*** Begin section ***
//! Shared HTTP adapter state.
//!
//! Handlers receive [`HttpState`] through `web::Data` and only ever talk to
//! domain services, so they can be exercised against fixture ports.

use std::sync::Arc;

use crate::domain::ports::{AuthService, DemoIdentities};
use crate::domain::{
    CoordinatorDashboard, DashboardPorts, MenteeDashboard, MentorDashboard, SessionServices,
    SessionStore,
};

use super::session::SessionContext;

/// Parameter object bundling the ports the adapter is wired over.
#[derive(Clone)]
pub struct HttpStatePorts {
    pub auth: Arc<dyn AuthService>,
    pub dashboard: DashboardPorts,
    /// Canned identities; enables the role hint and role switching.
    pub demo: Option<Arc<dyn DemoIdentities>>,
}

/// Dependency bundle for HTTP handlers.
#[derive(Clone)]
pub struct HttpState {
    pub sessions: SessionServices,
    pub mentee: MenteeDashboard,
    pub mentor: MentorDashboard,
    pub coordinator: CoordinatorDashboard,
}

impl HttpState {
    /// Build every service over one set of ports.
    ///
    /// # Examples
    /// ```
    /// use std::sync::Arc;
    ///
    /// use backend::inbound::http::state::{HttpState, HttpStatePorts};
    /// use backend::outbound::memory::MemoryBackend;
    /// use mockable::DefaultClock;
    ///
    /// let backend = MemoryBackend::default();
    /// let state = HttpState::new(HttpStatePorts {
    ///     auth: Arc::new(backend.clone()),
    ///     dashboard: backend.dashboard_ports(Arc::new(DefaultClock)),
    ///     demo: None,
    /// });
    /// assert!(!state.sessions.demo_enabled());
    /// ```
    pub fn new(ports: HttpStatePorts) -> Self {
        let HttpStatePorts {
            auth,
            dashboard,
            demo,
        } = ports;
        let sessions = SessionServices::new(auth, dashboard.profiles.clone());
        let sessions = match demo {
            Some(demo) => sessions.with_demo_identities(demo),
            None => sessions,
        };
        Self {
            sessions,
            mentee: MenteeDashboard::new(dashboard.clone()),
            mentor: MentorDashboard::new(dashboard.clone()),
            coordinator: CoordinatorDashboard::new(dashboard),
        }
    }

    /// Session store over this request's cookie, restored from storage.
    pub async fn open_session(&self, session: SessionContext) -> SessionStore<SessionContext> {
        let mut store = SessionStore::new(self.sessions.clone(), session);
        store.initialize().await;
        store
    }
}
*** End section ***
> Task details:
From the material above, copy out every line bearing the string "DefaultClock".

> Task result:
    /// use mockable::DefaultClock;
    ///     dashboard: backend.dashboard_ports(Arc::new(DefaultClock)),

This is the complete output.